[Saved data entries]

---

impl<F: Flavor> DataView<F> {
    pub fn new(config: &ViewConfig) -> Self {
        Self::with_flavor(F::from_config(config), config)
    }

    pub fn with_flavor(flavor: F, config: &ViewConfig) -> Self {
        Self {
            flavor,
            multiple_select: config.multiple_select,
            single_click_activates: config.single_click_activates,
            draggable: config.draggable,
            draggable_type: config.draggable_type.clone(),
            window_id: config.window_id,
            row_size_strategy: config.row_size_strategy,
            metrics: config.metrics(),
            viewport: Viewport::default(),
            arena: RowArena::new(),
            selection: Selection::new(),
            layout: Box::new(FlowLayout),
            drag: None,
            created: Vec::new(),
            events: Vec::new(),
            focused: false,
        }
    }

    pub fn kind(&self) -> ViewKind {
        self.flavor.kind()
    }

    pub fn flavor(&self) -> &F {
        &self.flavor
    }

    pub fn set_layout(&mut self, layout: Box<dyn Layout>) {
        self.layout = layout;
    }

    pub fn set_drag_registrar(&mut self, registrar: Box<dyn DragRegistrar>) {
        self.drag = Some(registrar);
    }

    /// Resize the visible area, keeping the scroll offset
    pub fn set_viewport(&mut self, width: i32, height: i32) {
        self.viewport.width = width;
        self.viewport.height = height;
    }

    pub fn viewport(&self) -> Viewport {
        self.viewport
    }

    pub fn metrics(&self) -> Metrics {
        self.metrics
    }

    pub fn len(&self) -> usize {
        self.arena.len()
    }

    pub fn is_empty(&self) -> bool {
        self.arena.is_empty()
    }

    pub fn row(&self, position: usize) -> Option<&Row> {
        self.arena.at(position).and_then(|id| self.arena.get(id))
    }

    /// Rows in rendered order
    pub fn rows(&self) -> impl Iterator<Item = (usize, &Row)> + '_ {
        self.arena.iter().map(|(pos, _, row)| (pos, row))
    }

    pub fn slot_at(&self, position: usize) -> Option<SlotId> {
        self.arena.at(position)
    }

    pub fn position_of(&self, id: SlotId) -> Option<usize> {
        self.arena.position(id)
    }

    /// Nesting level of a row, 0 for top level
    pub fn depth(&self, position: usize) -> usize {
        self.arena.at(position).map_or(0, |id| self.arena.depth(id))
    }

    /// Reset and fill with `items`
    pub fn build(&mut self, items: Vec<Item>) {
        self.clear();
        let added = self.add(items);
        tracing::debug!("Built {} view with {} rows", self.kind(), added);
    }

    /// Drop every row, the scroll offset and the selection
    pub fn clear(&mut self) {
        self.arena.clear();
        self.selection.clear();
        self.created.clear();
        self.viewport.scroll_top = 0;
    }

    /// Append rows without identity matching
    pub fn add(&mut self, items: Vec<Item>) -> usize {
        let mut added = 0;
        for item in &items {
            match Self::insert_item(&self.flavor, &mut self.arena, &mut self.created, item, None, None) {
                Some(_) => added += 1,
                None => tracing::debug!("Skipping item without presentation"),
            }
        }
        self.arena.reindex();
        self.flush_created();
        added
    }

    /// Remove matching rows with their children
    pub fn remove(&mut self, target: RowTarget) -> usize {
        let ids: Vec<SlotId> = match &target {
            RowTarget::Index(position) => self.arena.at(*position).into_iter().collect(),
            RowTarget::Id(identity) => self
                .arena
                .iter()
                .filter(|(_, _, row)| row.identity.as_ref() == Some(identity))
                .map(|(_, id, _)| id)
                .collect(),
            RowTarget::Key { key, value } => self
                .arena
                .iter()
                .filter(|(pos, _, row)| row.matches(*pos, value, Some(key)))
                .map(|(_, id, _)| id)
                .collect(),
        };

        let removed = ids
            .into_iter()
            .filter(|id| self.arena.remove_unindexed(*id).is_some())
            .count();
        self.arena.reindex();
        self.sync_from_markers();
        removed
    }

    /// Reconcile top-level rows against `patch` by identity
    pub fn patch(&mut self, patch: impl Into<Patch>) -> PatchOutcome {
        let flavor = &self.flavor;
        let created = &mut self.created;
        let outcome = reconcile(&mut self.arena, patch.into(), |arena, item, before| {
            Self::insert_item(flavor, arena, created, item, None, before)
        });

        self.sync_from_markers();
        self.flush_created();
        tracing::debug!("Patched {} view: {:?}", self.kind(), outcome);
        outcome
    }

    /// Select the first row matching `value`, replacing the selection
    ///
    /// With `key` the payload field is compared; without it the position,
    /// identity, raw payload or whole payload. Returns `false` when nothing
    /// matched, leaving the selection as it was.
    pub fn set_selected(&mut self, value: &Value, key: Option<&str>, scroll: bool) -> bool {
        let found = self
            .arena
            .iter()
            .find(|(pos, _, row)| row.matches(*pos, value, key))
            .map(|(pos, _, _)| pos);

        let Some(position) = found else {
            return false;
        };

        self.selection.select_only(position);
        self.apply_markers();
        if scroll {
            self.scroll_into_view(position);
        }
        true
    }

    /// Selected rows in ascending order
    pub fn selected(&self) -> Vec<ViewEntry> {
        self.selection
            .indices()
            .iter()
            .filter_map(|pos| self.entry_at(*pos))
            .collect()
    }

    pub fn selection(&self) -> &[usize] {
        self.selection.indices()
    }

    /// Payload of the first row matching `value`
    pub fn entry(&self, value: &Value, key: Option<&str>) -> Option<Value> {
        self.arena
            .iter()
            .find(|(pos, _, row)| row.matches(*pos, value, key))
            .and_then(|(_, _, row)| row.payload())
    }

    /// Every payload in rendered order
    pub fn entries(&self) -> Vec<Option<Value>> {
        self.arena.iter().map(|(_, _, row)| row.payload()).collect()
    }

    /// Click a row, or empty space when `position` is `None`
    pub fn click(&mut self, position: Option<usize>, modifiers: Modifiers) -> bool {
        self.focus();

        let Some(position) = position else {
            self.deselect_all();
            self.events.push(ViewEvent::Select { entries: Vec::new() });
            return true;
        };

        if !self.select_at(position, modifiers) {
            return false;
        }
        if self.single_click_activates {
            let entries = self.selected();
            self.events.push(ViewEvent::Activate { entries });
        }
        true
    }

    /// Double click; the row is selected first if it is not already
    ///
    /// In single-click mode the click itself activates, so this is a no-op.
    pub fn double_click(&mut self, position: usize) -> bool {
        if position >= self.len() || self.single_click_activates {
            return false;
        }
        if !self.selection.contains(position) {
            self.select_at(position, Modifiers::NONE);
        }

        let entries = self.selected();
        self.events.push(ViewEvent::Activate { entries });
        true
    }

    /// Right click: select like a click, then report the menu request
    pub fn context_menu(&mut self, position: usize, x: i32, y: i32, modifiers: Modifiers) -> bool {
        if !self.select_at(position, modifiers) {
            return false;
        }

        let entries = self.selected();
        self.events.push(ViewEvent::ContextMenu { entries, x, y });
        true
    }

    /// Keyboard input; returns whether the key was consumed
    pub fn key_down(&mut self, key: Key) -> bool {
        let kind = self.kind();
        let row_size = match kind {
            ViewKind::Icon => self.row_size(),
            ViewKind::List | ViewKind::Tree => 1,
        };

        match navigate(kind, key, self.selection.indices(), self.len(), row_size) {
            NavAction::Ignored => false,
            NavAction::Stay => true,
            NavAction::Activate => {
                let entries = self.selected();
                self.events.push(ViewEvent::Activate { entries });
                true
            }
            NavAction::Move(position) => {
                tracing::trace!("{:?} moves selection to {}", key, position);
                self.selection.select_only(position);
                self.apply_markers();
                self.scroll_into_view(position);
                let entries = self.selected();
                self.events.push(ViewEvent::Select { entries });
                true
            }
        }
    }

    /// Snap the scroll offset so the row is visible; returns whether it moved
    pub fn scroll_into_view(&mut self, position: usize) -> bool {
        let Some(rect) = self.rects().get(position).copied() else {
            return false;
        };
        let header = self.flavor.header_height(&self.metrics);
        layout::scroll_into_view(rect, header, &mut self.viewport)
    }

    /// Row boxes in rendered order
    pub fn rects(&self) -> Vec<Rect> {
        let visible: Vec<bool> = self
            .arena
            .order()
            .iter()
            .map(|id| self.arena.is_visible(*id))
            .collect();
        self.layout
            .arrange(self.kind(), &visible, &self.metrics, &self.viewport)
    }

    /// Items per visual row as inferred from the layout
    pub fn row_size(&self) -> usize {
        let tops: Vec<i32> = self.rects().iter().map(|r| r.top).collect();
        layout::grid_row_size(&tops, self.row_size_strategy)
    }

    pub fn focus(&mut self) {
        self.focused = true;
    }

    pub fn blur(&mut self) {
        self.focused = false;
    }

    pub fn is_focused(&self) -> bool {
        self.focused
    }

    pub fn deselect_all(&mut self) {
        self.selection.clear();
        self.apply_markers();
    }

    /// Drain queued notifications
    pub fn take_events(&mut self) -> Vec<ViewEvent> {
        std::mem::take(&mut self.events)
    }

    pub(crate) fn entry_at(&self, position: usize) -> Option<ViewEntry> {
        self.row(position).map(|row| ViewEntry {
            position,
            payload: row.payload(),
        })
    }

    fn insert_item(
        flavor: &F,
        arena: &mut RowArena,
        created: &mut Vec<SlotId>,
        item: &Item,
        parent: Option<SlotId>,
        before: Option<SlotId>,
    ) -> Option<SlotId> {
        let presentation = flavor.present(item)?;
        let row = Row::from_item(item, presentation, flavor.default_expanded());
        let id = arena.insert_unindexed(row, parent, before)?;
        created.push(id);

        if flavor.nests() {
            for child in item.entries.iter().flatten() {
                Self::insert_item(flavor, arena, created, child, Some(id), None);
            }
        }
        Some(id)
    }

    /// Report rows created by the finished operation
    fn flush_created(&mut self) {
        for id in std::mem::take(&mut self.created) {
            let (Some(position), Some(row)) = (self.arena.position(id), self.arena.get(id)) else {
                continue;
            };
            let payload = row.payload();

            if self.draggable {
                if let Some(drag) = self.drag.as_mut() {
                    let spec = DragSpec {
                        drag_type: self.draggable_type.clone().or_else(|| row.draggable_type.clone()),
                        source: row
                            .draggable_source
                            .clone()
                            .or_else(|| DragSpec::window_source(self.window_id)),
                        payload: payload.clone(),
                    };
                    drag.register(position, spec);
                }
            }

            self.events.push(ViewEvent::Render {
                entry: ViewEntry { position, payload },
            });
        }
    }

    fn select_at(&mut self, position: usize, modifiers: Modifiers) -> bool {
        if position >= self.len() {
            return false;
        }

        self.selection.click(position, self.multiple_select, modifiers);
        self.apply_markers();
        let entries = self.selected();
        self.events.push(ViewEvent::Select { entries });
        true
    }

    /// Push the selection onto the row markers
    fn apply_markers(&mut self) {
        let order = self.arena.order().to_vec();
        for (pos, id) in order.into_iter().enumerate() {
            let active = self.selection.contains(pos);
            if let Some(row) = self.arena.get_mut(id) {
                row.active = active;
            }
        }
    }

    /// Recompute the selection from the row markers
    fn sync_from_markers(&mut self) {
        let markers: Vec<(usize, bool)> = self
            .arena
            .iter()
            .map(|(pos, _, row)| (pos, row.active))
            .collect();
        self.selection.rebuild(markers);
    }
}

---

### WORK ITEM
What is the number of lines above that contain the string "clear"? Answer with the number alone.

### YOUR RESPONSE
6